Vérifiez la fluorescence sur un lecteur de plaques en utilisant la longueur d’onde d’excitation à 488 nanomètres et l’émission pour le filtre GFP/FITC à environ 510 nanomètres. Enfin, imagez les microcapsules de soie sur le système CLSM à l’aide de lasers à 488 et 561 nanomètres. Dans l’étude, des microcapuchons robustes en fibroïne de soie d’une taille homogène d’environ 4,5 micromètres et d’une épaisseur de coquille d’environ 500 nanomètres ont été produits.
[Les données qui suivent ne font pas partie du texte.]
//! Seed source backed by the `example-data` generator.
//!
//! Converts generator output into domain users and leads. The generator keeps
//! track of issued ids across calls, so users and leads drawn from one source
//! never share an id.

use std::sync::{Mutex, MutexGuard};

use example_data::{
    LeadKindSeed, LeadSeed, MockDataGenerator, OrganizationMember, PersonSeed, RoleSeed, UserSeed,
};
use tracing::info;

use crate::domain::ports::{SeedSource, SeedSourceError};
use crate::domain::{
    Lead, LeadId, LeadKind, Person, Reaction, Role, Score, User, UserId, UserStatus,
};

/// [`SeedSource`] drawing from a [`MockDataGenerator`].
#[derive(Debug)]
pub struct RandomSeedSource {
    generator: Mutex<MockDataGenerator>,
}

impl RandomSeedSource {
    /// Seeded when `seed` is given, otherwise drawn from entropy.
    #[must_use]
    pub fn new(seed: Option<u64>) -> Self {
        let generator = match seed {
            Some(value) => {
                info!(seed = value, "mock data generator seeded");
                MockDataGenerator::from_seed(value)
            }
            None => MockDataGenerator::from_entropy(),
        };
        Self {
            generator: Mutex::new(generator),
        }
    }

    fn generator(&self) -> Result<MutexGuard<'_, MockDataGenerator>, SeedSourceError> {
        self.generator
            .lock()
            .map_err(|_| SeedSourceError::generation("generator lock poisoned"))
    }
}

impl SeedSource for RandomSeedSource {
    fn users(&self) -> Result<Vec<User>, SeedSourceError> {
        let seeds = self
            .generator()?
            .generate_users()
            .map_err(|err| SeedSourceError::generation(err.to_string()))?;
        seeds.into_iter().map(convert_user).collect()
    }

    fn leads(&self, users: &[User]) -> Result<Vec<Lead>, SeedSourceError> {
        let members: Vec<OrganizationMember> = users
            .iter()
            .map(|user| OrganizationMember {
                id: user.id.to_string(),
                name: user.name.clone(),
                organization: user.organization.clone(),
            })
            .collect();
        let seeds = self
            .generator()?
            .generate_leads(&members)
            .map_err(|err| SeedSourceError::generation(err.to_string()))?;
        seeds.into_iter().map(convert_lead).collect()
    }
}

fn convert_user(seed: UserSeed) -> Result<User, SeedSourceError> {
    Ok(User {
        id: UserId::new(seed.id).map_err(invalid)?,
        name: seed.name,
        username: seed.username,
        password: seed.password,
        role: map_role(seed.role),
        status: UserStatus::Active,
        organization: seed.organization,
        email: seed.email,
    })
}

fn convert_lead(seed: LeadSeed) -> Result<Lead, SeedSourceError> {
    let people = seed
        .people
        .map(|seeds| seeds.into_iter().map(convert_person).collect::<Result<Vec<_>, _>>())
        .transpose()?;
    Ok(Lead {
        id: LeadId::new(seed.id).map_err(invalid)?,
        kind: map_kind(seed.kind),
        name: seed.name,
        description: seed.description,
        score: Score::new(seed.score).map_err(invalid)?,
        unlock_credits: seed.unlock_credits,
        unlocked: seed.unlocked,
        reaction: Reaction::Neutral,
        assigned_to: None,
        assigned_to_name: None,
        group_name: seed.group_name,
        people,
        location: Some(seed.location),
        organization: seed.organization,
    })
}

fn convert_person(seed: PersonSeed) -> Result<Person, SeedSourceError> {
    Ok(Person {
        id: UserId::new(seed.id).map_err(invalid)?,
        name: seed.name,
    })
}

fn invalid(err: impl std::error::Error) -> SeedSourceError {
    SeedSourceError::generation(format!("generated record failed validation: {err}"))
}

const fn map_role(role: RoleSeed) -> Role {
    match role {
        RoleSeed::Admin => Role::Admin,
        RoleSeed::Manager => Role::Manager,
        RoleSeed::Member => Role::Member,
    }
}

const fn map_kind(kind: LeadKindSeed) -> LeadKind {
    match kind {
        LeadKindSeed::ReceptoNet => LeadKind::ReceptoNet,
        LeadKindSeed::Organization => LeadKind::Organization,
    }
}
La perméabilité des enveloppes creuses des capsules de fibroïne de soie a été analysée en suivant la méthode de coupure du poids moléculaire. Une augmentation de la concentration d’une couche primaire de polyéthylèneimine entraîne une augmentation de la stabilité colloïdale des microcapsules avec des coquilles plus perméables, tandis que l’élimination de la couche primaire provoque l’agrégation de capsules avec des membranes de coquille moins perméables. La cinétique d’expression de GFPa1 pendant l’activation de ThyRS a révélé une activation du gène GFPa1 plus élevée à partir de plasmides d’ADN chargés dans des microcapsules de soie que d’ADN témoin non encapsulé.
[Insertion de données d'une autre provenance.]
//! Key-value store adapters.

mod atomic_io;
mod file_store;
mod memory_store;

pub use file_store::{FileStore, FileStoreError};
pub use memory_store::MemoryStore;
//! Domain ports and supporting types for the hexagonal boundary.
//!
//! Ports describe what the domain needs from driven adapters: a keyed payload
//! store with revision checks, and a source of seed records for empty stores.
//! Each trait exposes strongly typed errors so adapters map their failures
//! into predictable variants.

mod macros;
pub(crate) use macros::define_port_error;

mod key_value_store;
mod seed_source;

#[cfg(test)]
pub use key_value_store::MockKeyValueStore;
pub use key_value_store::{KeyValueStore, KeyValueStoreError, Revision, VersionedPayload};
#[cfg(test)]
pub use seed_source::MockSeedSource;
pub use seed_source::{SeedSource, SeedSourceError};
Dans l’analyse représentative, des images CLSM de capsules de fibroïne de soie chargées de 32 copies d’ADN par capsule avant et après l’incubation dans le système de transcription in vitro et de traduction sont affichées. Les profils d’intensité transversale des capsules de fibroïne de soie ont démontré l’expression de GFPa1. La cinétique de transcription de 20 microcapsules de soie superposées chargées de 30 copies d’ADN par capsule a été comparée à celle de l’ADN témoin non encapsulé.
Le signal de sortie plus élevé des microcapsules de soie que des échantillons d’ADN non encapsulés de concentrations équivalentes a confirmé l’efficacité des microcapsules de soie. En suivant ce protocole, plusieurs techniques de microscopie à haute résolution peuvent être appliquées à l’intrication de l’ADN d’image à l’état immobilisé et au processus d’activation génique découplé in vitro. Cette technique peut être appliquée pour répondre à la dynamique au niveau moléculaire dans des cellules artificielles minimales.
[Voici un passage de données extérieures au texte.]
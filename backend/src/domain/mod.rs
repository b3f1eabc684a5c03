//! Domain primitives, services, and ports.
//!
//! Purpose: define the user and lead records, the typed record store over
//! the key-value port, and the service carrying every data entry point.
//! Keep adapters out: nothing here knows about files, Tokio, or the mock
//! data generator.
//!
//! Public surface:
//! - `DomainError` / `ErrorCode`: transport-agnostic failures.
//! - `User`, `UserPatch`, `Lead`, `Actor`: stored records and the session actor.
//! - `RecordStore`: typed collection access with revision checks.
//! - `LeadDataService`: initialise, read, update, feed and team commands.
//! - `views`: pure filtering, scoping, and feed helpers.

pub mod auth;
pub mod error;
pub mod lead;
pub mod lead_data;
pub mod ports;
pub mod record_store;
pub mod user;
pub mod views;

pub use self::auth::{Actor, LoginCredentials, LoginValidationError};
pub use self::error::{DomainError, DomainErrorValidationError, ErrorCode};
pub use self::lead::{Lead, LeadId, LeadKind, LeadValidationError, Person, Reaction, Score};
pub use self::lead_data::{LeadDataService, MAX_UPDATE_ATTEMPTS, TEAM_PAGE_SIZE, UpdateOutcome};
pub use self::record_store::{
    Collection, InitOutcome, Leads, PayloadPolicy, RecordStore, RecordStoreError, Snapshot, Users,
};
pub use self::user::{Role, User, UserId, UserPatch, UserStatus, UserValidationError};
Plus précisément, lorsqu’elles sont associées à des éléments génétiques appropriés, les microcapsules peuvent être utilisées pour étudier la communication de cellule à cellule.
Consultez la transcription complète et accédez à des milliers de vidéos scientifiques
Cette étude présente un protocole pour la création de microcapsules biocompatibles chargées d'ADN qui fonctionnent comme des biocapteurs in vitro multiplexés. Ces microcapsules maintiennent non seulement la fonctionnalité des capteurs ADN, mais facilitent également la surveillance de divers ligands dans des environnements biologiques.
This protocol enables the immobilization of DNA plasmid templates within biocompatible silk microcapsules, preserving sensor functionality for in vitro biosensing applications. By maintaining DNA accessibility and protecting against degradation, the approach supports reliable gene activation readouts in cell-free systems. This capability enhances predictive confidence in early-stage target validation and assay development for nucleic acid-based biosensors.
The method fits within the early discovery continuum, supporting hypothesis testing of DNA-based sensors before progression to assay optimization and lead identification stages.